— TASK GOAL —
In the listing below, repeat exactly every line from the first through the line containing "pub mod tasks_pane;", with nothing else.

*** Opening MATERIAL FOR THE TASK ***

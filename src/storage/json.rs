use super::files::{atomic_write, ensure_pomo_dir, read_file, STATS_FILE, TASKS_FILE};
use super::Storage;
use crate::domain::{StatsRecord, Task};
use anyhow::{Context, Result};
use std::path::PathBuf;

/// File-backed storage: `stats.json` and `tasks.json` under the pomo
/// directory, written atomically. Missing or empty files load as defaults.
#[derive(Debug)]
pub struct JsonFileStorage {
    dir: PathBuf,
}

impl JsonFileStorage {
    pub fn new(dir: PathBuf) -> Self {
        Self { dir }
    }

    /// Open storage in the resolved pomo directory, creating it if needed
    pub fn open_default() -> Result<Self> {
        Ok(Self::new(ensure_pomo_dir()?))
    }

    fn stats_path(&self) -> PathBuf {
        self.dir.join(STATS_FILE)
    }

    fn tasks_path(&self) -> PathBuf {
        self.dir.join(TASKS_FILE)
    }
}

impl Storage for JsonFileStorage {
    fn load_stats(&self) -> Result<StatsRecord> {
        let content = read_file(self.stats_path())?;
        if content.trim().is_empty() {
            return Ok(StatsRecord::default());
        }
        serde_json::from_str(&content)
            .with_context(|| format!("Failed to parse {}", self.stats_path().display()))
    }

    fn save_stats(&mut self, record: &StatsRecord) -> Result<()> {
        let json = serde_json::to_string_pretty(record)?;
        atomic_write(self.stats_path(), &json)
    }

    fn load_tasks(&self) -> Result<Vec<Task>> {
        let content = read_file(self.tasks_path())?;
        if content.trim().is_empty() {
            return Ok(Vec::new());
        }
        serde_json::from_str(&content)
            .with_context(|| format!("Failed to parse {}", self.tasks_path().display()))
    }

    fn save_tasks(&mut self, tasks: &[Task]) -> Result<()> {
        let json = serde_json::to_string_pretty(tasks)?;
        atomic_write(self.tasks_path(), &json)
    }
}
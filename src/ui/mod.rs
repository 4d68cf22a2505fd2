pub mod keybindings;
pub mod layout;
pub mod modal;
pub mod stats_pane;
pub mod status_line;
pub mod styles;
pub mod tasks_pane;
pub mod timer_pane;

use crate::app::{AppState, UiMode};
use keybindings::render_keybindings;
use layout::create_layout;
use modal::{render_completion_modal, render_reset_confirm_modal};
use ratatui::Frame;
use stats_pane::render_stats_pane;
use status_line::render_status_line;
use tasks_pane::render_tasks_pane;
use timer_pane::render_timer_pane;

/// Main render function - draws the entire UI
pub fn render(f: &mut Frame, app: &mut AppState) {
    let size = f.size();
    let layout = create_layout(size);

    // Render keybindings bar
    render_keybindings(f, layout.keybindings_area);

    // Render panes
    render_timer_pane(f, app, layout.timer_area);
    render_stats_pane(f, app, layout.stats_area);
    render_tasks_pane(f, app, layout.tasks_area);

    // Render status / input line
    render_status_line(f, app, layout.status_area);

    // Completion modal takes precedence over everything
    if app.timer.completion_pending() {
        render_completion_modal(f, app, size);
        return;
    }

    if app.ui_mode == UiMode::ConfirmResetStats {
        render_reset_confirm_modal(f, size);
    }
}
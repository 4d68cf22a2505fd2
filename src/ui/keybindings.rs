use crate::ui::styles::hint_style;
use ratatui::{layout::Rect, text::{Line, Span}, widgets::Paragraph, Frame};

/// Render the keybindings hint bar
pub fn render_keybindings(f: &mut Frame, area: Rect) {
    let hints = Line::from(vec![
        Span::raw(" Space start/pause   "),
        Span::raw("r reset   "),
        Span::raw("+ / - minute   "),
        Span::raw("t set time   "),
        Span::raw("a add   "),
        Span::raw("Enter toggle   "),
        Span::raw("x delete   "),
        Span::raw("↑/↓ select   "),
        Span::raw("Shift+↑/↓ reorder   "),
        Span::raw("R reset stats   "),
        Span::raw("q quit"),
    ]);

    let paragraph = Paragraph::new(hints).style(hint_style());
    f.render_widget(paragraph, area);
}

*** Closing MATERIAL FOR THE TASK ***

— TASK SOLUTION —
filename src/storage/json.rs
use super::files::{atomic_write, ensure_pomo_dir, read_file, STATS_FILE, TASKS_FILE};
use super::Storage;
use crate::domain::{StatsRecord, Task};
use anyhow::{Context, Result};
use std::path::PathBuf;

/// File-backed storage: `stats.json` and `tasks.json` under the pomo
/// directory, written atomically. Missing or empty files load as defaults.
#[derive(Debug)]
pub struct JsonFileStorage {
    dir: PathBuf,
}

impl JsonFileStorage {
    pub fn new(dir: PathBuf) -> Self {
        Self { dir }
    }

    /// Open storage in the resolved pomo directory, creating it if needed
    pub fn open_default() -> Result<Self> {
        Ok(Self::new(ensure_pomo_dir()?))
    }

    fn stats_path(&self) -> PathBuf {
        self.dir.join(STATS_FILE)
    }

    fn tasks_path(&self) -> PathBuf {
        self.dir.join(TASKS_FILE)
    }
}

impl Storage for JsonFileStorage {
    fn load_stats(&self) -> Result<StatsRecord> {
        let content = read_file(self.stats_path())?;
        if content.trim().is_empty() {
            return Ok(StatsRecord::default());
        }
        serde_json::from_str(&content)
            .with_context(|| format!("Failed to parse {}", self.stats_path().display()))
    }

    fn save_stats(&mut self, record: &StatsRecord) -> Result<()> {
        let json = serde_json::to_string_pretty(record)?;
        atomic_write(self.stats_path(), &json)
    }

    fn load_tasks(&self) -> Result<Vec<Task>> {
        let content = read_file(self.tasks_path())?;
        if content.trim().is_empty() {
            return Ok(Vec::new());
        }
        serde_json::from_str(&content)
            .with_context(|| format!("Failed to parse {}", self.tasks_path().display()))
    }

    fn save_tasks(&mut self, tasks: &[Task]) -> Result<()> {
        let json = serde_json::to_string_pretty(tasks)?;
        atomic_write(self.tasks_path(), &json)
    }
}
filename src/ui/mod.rs
repository 4d68cf22a2505fd2
pub mod keybindings;
pub mod layout;
pub mod modal;
pub mod stats_pane;
pub mod status_line;
pub mod styles;
pub mod tasks_pane;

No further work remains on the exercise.